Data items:
use async_trait::async_trait;

use meridian_common::{
    chain::RequestId,
    fund::{RedemptionRequest, RedemptionStatus},
    time::TimestampMillis,
};

use crate::core::{error::StorageError, storage::SledStorage};

#[async_trait]
pub trait RedemptionProvider {
    async fn get_redemption(
        &self,
        request_id: RequestId,
    ) -> Result<Option<RedemptionRequest>, StorageError>;

    async fn set_redemption(&self, request: &RedemptionRequest) -> Result<(), StorageError>;

    async fn list_redemptions_by_status(
        &self,
        status: RedemptionStatus,
    ) -> Result<Vec<RedemptionRequest>, StorageError>;

    // Non-terminal requests settling at or before the cutoff; callers apply
    // their own status filters on top
    async fn list_redemptions_settling_before(
        &self,
        cutoff: TimestampMillis,
    ) -> Result<Vec<RedemptionRequest>, StorageError>;

    async fn list_open_redemptions(&self) -> Result<Vec<RedemptionRequest>, StorageError>;
}

#[async_trait]
impl RedemptionProvider for SledStorage {
    async fn get_redemption(
        &self,
        request_id: RequestId,
    ) -> Result<Option<RedemptionRequest>, StorageError> {
        Self::get_decoded(&self.redemptions, &request_id.to_be_bytes())
    }

    async fn set_redemption(&self, request: &RedemptionRequest) -> Result<(), StorageError> {
        Self::put_encoded(&self.redemptions, &request.request_id.to_be_bytes(), request)
    }

    async fn list_redemptions_by_status(
        &self,
        status: RedemptionStatus,
    ) -> Result<Vec<RedemptionRequest>, StorageError> {
        let mut requests = Vec::new();
        for entry in self.redemptions.iter() {
            let (_, value) = entry?;
            let request: RedemptionRequest = Self::decode(&value)?;
            if request.status == status {
                requests.push(request);
            }
        }
        Ok(requests)
    }

    async fn list_redemptions_settling_before(
        &self,
        cutoff: TimestampMillis,
    ) -> Result<Vec<RedemptionRequest>, StorageError> {
        let mut requests = Vec::new();
        for entry in self.redemptions.iter() {
            let (_, value) = entry?;
            let request: RedemptionRequest = Self::decode(&value)?;
            if request.settlement_time <= cutoff {
                requests.push(request);
            }
        }
        Ok(requests)
    }

    async fn list_open_redemptions(&self) -> Result<Vec<RedemptionRequest>, StorageError> {
        let mut requests = Vec::new();
        for entry in self.redemptions.iter() {
            let (_, value) = entry?;
            let request: RedemptionRequest = Self::decode(&value)?;
            if !request.status.is_terminal() {
                requests.push(request);
            }
        }
        Ok(requests)
    }
}
mod redemption;

pub use redemption::*;

use indexmap::IndexMap;
use serde::{Deserialize, Serialize};
use strum::{AsRefStr, Display, EnumIter};

use crate::{
    chain::{BlockNumber, ContractAddress},
    config::BPS_DENOMINATOR,
    time::TimestampMillis,
};

// Monetary values are fixed-point integers in the fund's base unit (18 digits)
pub type Amount = u128;
// Signed variant for deltas and drift
pub type SignedAmount = i128;
// Ratios are basis points (1 bp = 1/10_000)
pub type BasisPoints = u64;

// The three liquidity tiers: cash+yield / money-market / high-yield RWA
#[derive(
    Debug,
    Clone,
    Copy,
    PartialEq,
    Eq,
    Hash,
    PartialOrd,
    Ord,
    Serialize,
    Deserialize,
    Display,
    AsRefStr,
    EnumIter,
)]
#[strum(serialize_all = "UPPERCASE")]
#[serde(rename_all = "UPPERCASE")]
pub enum Tier {
    L1,
    L2,
    L3,
}

impl Tier {
    pub const ALL: [Tier; 3] = [Tier::L1, Tier::L2, Tier::L3];
}

// Target allocation and bounds for one tier, all in bps of total assets
#[derive(Debug, Clone, Copy, Serialize, Deserialize)]
pub struct TierBounds {
    pub target_bps: BasisPoints,
    pub low_bps: BasisPoints,
    pub high_bps: BasisPoints,
}

impl TierBounds {
    pub fn new(target_bps: BasisPoints, low_bps: BasisPoints, high_bps: BasisPoints) -> Self {
        Self {
            target_bps,
            low_bps,
            high_bps,
        }
    }
}

// Allocation policy keyed by tier, order preserved for deterministic planning
pub type TierPolicy = IndexMap<Tier, TierBounds>;

// Default policy: 15% cash-like, 30% money-market, 55% high-yield
pub fn default_tier_policy() -> TierPolicy {
    let mut policy = TierPolicy::new();
    policy.insert(Tier::L1, TierBounds::new(1_500, 1_000, 2_500));
    policy.insert(Tier::L2, TierBounds::new(3_000, 2_000, 4_000));
    policy.insert(Tier::L3, TierBounds::new(5_500, 4_500, 6_500));
    policy
}

// The single-row read model of the fund, maintained exclusively by the event
// dispatcher (plus the rebalance executor's verification step).
#[derive(Debug, Clone, Default, Serialize, Deserialize)]
pub struct FundProjection {
    pub total_assets: Amount,
    pub l1_cash: Amount,
    pub l1_yield: Amount,
    pub l2: Amount,
    pub l3: Amount,
    pub total_redemption_liability: Amount,
    pub total_locked_shares: Amount,
    pub pending_approval_shares: Amount,
    pub withdrawable_fees: Amount,
    // NAV per share in base units
    pub share_price: Amount,
    pub emergency_mode: bool,
    pub last_block: BlockNumber,
    pub updated_at: TimestampMillis,
}

impl FundProjection {
    pub fn tier_value(&self, tier: Tier) -> Amount {
        match tier {
            Tier::L1 => self.l1_cash + self.l1_yield,
            Tier::L2 => self.l2,
            Tier::L3 => self.l3,
        }
    }

    pub fn set_tier_value(&mut self, tier: Tier, value: Amount) {
        match tier {
            // L1 adjustments land on the cash leg, the yield leg only moves
            // through its own events
            Tier::L1 => self.l1_cash = value.saturating_sub(self.l1_yield),
            Tier::L2 => self.l2 = value,
            Tier::L3 => self.l3 = value,
        }
    }

    pub fn tier_ratio_bps(&self, tier: Tier) -> BasisPoints {
        if self.total_assets == 0 {
            return 0;
        }
        ((self.tier_value(tier) * BPS_DENOMINATOR as u128) / self.total_assets) as BasisPoints
    }

    // Signed accounting drift:
    // L1_cash + L1_yield + L2 + L3 - liability - withdrawable_fees - total_assets
    // Recomputed on each projection commit; anything beyond tolerance is fatal.
    pub fn invariant_drift(&self) -> SignedAmount {
        let held = self.l1_cash as i128 + self.l1_yield as i128 + self.l2 as i128 + self.l3 as i128;
        held - self.total_redemption_liability as i128
            - self.withdrawable_fees as i128
            - self.total_assets as i128
    }
}

// Per-asset holding inside a tier, updated from purchase/redeem events
#[derive(Debug, Clone, Serialize, Deserialize)]
pub struct AssetHolding {
    pub asset: ContractAddress,
    pub tier: Tier,
    pub balance: Amount,
    pub target_allocation_bps: BasisPoints,
    pub updated_at: TimestampMillis,
}

#[cfg(test)]
mod tests {
    use super::*;

    fn projection() -> FundProjection {
        FundProjection {
            total_assets: 1_000,
            l1_cash: 100,
            l1_yield: 50,
            l2: 300,
            l3: 600,
            total_redemption_liability: 40,
            withdrawable_fees: 10,
            ..Default::default()
        }
    }

    #[test]
    fn tier_ratios() {
        let p = projection();
        assert_eq!(p.tier_ratio_bps(Tier::L1), 1_500);
        assert_eq!(p.tier_ratio_bps(Tier::L2), 3_000);
        assert_eq!(p.tier_ratio_bps(Tier::L3), 6_000);
    }

    #[test]
    fn drift_is_zero_when_balanced() {
        let p = projection();
        assert_eq!(p.invariant_drift(), 0);
    }

    #[test]
    fn drift_detects_missing_assets() {
        let mut p = projection();
        p.l2 -= 25;
        assert_eq!(p.invariant_drift(), -25);
    }

    #[test]
    fn default_policy_targets_sum_to_whole() {
        let total: u64 = default_tier_policy().values().map(|b| b.target_bps).sum();
        assert_eq!(total, BPS_DENOMINATOR);
    }
}
use anyhow::{anyhow, Context, Result};
use std::path::Path;
use tracing::debug;

use crate::models::{
    BilletSubcategory, PhysicalReadiness, PromotionStatus, Report, ReportType, SummaryGroup,
};

/// On-disk formats a report data file can be written in.
#[derive(Debug, Clone, Copy, PartialEq, Eq, clap::ValueEnum)]
pub enum DataFormat {
    Json,
    Toml,
}

impl DataFormat {
    pub fn from_path(path: &Path) -> Result<Self> {
        let ext = path
            .extension()
            .and_then(|e| e.to_str())
            .map(|e| e.to_ascii_lowercase());
        match ext.as_deref() {
            Some("json") => Ok(DataFormat::Json),
            Some("toml") => Ok(DataFormat::Toml),
            _ => Err(anyhow!(
                "Cannot tell the format of {} from its extension; pass --format json or --format toml",
                path.display()
            )),
        }
    }
}

pub fn parse_report(text: &str, format: DataFormat) -> Result<Report> {
    match format {
        DataFormat::Json => serde_json::from_str(text).context("Failed to parse JSON report"),
        DataFormat::Toml => toml::from_str(text).context("Failed to parse TOML report"),
    }
}

/// Reads a report data file, guessing the format from the extension unless given.
pub fn load_report(path: &Path, format: Option<DataFormat>) -> Result<Report> {
    let format = match format {
        Some(format) => format,
        None => DataFormat::from_path(path)?,
    };
    let text = std::fs::read_to_string(path)
        .with_context(|| format!("Failed to read report file: {}", path.display()))?;
    debug!(path = %path.display(), ?format, "loading report");
    parse_report(&text, format).with_context(|| format!("Invalid report file: {}", path.display()))
}

pub fn to_string(report: &Report, format: DataFormat) -> Result<String> {
    match format {
        DataFormat::Json => {
            serde_json::to_string_pretty(report).context("Failed to serialize report as JSON")
        }
        DataFormat::Toml => to_toml(report),
    }
}

/// A blank report for users to fill out.
pub fn template(report_type: ReportType, format: DataFormat) -> Result<String> {
    to_string(&Report::new(report_type), format)
}

/// TOML has no null, so unset fields are listed as comments with a hint.
fn to_toml(report: &Report) -> Result<String> {
    let mut text = toml::to_string(report).context("Failed to serialize report as TOML")?;

    let value = serde_json::to_value(report)?;
    let unset: Vec<&String> = value
        .as_object()
        .map(|fields| {
            fields
                .iter()
                .filter(|(_, v)| v.is_null())
                .map(|(k, _)| k)
                .collect()
        })
        .unwrap_or_default();

    if !unset.is_empty() {
        text.push_str("\n# Unset fields\n");
        for key in unset {
            text.push_str(&format!("# {} = {}\n", key, hint(key)));
        }
    }
    Ok(text)
}

fn choices<T: std::fmt::Display>(all: &[T]) -> String {
    let codes: Vec<String> = all.iter().map(|c| format!("\"{}\"", c)).collect();
    format!("one of {}", codes.join(", "))
}

fn hint(key: &str) -> String {
    match key {
        "group" => choices(SummaryGroup::ALL),
        "promotion_status" => choices(PromotionStatus::ALL),
        "billet_subcategory" => choices(BilletSubcategory::ALL),
        "physical_readiness" => choices(PhysicalReadiness::ALL),
        "indiv_promo_rec" => "0-5 (0 = NOB, 5 = Early Promote)".to_string(),
        "retain" => "true or false".to_string(),
        k if k.starts_with("date_") || k.starts_with("period_") => "\"YYYY-MM-DD\"".to_string(),
        _ => "0-5 (0 = NOB)".to_string(),
    }
}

■ Work to complete
Identify the lines above that contain the word "Some", then copy them.

■ Result for this exercise
            Some("json") => Ok(DataFormat::Json),
            Some("toml") => Ok(DataFormat::Toml),
        Some(format) => format,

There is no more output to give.